Aim of the task - Which lines below contain the word "CaptureError"? Copy each of them.
##### Records provided
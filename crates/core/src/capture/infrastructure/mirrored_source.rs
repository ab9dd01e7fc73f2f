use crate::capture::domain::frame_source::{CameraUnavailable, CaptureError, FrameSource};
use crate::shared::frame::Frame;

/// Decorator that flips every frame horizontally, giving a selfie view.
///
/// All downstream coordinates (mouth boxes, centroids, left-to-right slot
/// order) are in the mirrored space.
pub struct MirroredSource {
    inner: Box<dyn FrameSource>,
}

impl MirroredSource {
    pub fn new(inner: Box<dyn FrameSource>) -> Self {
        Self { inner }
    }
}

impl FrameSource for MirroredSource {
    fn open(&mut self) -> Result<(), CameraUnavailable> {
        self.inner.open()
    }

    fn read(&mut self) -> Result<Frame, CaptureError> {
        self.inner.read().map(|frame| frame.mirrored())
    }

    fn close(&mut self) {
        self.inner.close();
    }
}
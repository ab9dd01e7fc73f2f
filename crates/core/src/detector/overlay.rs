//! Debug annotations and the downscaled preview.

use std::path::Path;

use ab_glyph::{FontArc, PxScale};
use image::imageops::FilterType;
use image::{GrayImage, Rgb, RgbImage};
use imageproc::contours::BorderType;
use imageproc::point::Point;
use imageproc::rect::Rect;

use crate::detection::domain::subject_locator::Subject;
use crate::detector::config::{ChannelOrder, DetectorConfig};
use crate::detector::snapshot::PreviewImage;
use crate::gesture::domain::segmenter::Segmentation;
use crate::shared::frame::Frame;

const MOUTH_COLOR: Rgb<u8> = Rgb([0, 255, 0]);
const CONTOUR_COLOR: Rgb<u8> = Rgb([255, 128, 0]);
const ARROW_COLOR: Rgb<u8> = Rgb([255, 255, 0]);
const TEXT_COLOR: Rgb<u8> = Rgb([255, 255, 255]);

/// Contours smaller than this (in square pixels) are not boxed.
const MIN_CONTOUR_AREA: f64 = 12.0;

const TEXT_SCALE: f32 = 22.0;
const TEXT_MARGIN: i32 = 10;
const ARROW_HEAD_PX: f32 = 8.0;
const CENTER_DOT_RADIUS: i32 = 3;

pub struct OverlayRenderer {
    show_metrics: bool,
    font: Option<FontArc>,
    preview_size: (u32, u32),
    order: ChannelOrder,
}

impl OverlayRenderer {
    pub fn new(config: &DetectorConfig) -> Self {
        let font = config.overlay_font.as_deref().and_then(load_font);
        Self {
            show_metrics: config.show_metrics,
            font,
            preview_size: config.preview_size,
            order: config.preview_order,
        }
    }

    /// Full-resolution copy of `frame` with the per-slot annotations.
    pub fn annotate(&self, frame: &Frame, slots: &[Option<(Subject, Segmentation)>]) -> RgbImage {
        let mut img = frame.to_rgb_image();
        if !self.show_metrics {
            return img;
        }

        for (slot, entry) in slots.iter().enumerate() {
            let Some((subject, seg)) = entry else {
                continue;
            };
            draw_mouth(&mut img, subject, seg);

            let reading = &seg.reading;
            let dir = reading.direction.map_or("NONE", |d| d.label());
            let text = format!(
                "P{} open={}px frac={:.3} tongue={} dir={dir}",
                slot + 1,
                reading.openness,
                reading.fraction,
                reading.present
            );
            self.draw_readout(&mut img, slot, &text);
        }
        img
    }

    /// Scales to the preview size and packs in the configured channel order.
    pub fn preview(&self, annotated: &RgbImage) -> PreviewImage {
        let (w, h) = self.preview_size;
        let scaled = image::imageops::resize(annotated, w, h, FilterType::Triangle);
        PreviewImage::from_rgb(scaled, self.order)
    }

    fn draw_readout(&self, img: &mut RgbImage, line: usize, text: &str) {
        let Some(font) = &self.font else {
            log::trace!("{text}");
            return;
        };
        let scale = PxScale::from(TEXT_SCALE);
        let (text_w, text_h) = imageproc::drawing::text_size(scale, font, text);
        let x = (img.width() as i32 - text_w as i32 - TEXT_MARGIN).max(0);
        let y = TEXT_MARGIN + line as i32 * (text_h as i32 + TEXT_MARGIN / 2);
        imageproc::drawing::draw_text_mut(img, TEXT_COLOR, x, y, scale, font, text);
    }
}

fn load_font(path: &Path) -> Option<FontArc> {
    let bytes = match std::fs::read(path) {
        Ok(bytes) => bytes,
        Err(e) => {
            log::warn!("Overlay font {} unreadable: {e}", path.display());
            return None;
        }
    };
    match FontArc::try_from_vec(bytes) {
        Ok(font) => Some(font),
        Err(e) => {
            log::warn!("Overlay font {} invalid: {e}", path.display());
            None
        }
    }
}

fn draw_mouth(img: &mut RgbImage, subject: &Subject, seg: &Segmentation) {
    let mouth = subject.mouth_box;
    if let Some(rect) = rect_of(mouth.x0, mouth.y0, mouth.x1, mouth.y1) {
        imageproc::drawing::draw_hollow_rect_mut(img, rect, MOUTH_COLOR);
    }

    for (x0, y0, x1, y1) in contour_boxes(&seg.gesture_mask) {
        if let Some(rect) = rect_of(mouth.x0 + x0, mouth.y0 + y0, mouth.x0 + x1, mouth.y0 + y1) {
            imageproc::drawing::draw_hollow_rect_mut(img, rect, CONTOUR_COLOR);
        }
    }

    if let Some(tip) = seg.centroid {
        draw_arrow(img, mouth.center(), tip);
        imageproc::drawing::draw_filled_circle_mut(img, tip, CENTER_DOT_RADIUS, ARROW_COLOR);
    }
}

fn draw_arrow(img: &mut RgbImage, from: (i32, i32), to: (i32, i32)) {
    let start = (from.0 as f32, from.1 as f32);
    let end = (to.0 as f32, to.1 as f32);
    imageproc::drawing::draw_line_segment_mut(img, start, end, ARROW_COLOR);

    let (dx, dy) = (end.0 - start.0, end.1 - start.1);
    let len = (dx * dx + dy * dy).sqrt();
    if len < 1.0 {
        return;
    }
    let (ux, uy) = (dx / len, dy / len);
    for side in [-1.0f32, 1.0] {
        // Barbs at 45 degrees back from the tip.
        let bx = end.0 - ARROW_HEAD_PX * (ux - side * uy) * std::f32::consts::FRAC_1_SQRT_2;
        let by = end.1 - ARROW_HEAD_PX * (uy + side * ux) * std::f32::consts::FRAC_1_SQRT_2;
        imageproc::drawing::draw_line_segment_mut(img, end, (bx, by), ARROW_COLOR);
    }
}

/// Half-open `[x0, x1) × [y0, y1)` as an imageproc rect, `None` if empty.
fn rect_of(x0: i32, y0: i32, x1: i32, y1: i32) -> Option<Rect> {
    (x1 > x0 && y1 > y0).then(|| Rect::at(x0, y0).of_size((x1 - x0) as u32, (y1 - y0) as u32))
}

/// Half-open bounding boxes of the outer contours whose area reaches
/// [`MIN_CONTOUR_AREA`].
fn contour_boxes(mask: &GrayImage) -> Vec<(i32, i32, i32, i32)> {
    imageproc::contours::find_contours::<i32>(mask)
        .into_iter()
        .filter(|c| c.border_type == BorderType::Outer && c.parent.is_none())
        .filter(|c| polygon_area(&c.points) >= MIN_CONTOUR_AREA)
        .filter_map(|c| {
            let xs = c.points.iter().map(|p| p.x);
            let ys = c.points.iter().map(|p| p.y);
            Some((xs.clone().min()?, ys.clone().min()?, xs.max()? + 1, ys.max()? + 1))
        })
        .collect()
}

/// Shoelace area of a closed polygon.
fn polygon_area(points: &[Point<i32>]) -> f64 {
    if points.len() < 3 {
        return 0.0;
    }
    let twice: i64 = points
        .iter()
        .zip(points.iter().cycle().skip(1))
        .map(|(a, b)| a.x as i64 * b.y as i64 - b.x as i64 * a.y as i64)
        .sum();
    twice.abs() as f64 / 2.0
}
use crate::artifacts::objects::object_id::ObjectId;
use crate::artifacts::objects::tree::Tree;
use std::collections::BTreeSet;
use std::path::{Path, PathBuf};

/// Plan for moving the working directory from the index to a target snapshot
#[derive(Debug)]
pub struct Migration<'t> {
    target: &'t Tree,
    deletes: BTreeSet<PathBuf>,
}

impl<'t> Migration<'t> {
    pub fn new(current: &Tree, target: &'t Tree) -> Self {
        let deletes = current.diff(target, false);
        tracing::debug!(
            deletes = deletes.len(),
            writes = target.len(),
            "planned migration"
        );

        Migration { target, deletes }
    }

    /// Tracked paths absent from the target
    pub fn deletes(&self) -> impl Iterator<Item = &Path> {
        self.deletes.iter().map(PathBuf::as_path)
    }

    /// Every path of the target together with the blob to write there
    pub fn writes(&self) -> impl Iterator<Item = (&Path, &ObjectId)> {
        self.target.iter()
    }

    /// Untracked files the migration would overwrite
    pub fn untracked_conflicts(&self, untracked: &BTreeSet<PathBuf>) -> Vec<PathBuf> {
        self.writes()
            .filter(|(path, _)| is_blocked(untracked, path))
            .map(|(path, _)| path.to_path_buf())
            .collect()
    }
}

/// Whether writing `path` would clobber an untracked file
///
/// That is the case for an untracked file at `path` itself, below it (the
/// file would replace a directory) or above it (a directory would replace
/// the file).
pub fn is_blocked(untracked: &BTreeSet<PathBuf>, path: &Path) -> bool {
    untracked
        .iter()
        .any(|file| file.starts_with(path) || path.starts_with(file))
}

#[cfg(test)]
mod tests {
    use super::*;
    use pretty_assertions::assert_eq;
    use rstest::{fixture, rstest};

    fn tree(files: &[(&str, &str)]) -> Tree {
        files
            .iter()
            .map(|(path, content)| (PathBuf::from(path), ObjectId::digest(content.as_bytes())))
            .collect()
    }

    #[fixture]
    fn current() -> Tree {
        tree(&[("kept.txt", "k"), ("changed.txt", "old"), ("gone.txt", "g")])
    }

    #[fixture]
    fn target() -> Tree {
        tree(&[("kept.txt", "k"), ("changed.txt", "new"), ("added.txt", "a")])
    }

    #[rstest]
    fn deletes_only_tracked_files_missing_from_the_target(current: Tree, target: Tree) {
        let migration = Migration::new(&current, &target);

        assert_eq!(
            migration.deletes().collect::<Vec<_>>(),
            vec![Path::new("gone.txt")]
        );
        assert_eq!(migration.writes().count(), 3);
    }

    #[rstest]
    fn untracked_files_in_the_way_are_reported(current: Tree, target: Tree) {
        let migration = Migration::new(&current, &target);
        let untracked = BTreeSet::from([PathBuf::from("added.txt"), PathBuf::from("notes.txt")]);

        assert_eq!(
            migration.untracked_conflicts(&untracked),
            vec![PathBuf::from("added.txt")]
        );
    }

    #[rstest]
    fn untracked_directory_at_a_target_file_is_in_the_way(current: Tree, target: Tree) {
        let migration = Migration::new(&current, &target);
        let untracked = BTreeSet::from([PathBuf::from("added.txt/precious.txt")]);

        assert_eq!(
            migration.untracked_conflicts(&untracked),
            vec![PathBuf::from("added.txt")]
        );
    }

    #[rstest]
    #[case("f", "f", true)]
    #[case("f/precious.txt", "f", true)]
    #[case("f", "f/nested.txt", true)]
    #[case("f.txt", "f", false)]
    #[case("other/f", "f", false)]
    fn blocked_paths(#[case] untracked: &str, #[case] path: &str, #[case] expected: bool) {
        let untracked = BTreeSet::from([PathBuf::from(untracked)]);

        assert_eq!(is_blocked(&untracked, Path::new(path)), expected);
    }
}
##########
Response below -
use crate::capture::domain::frame_source::{CameraUnavailable, CaptureError, FrameSource};
    fn read(&mut self) -> Result<Frame, CaptureError> {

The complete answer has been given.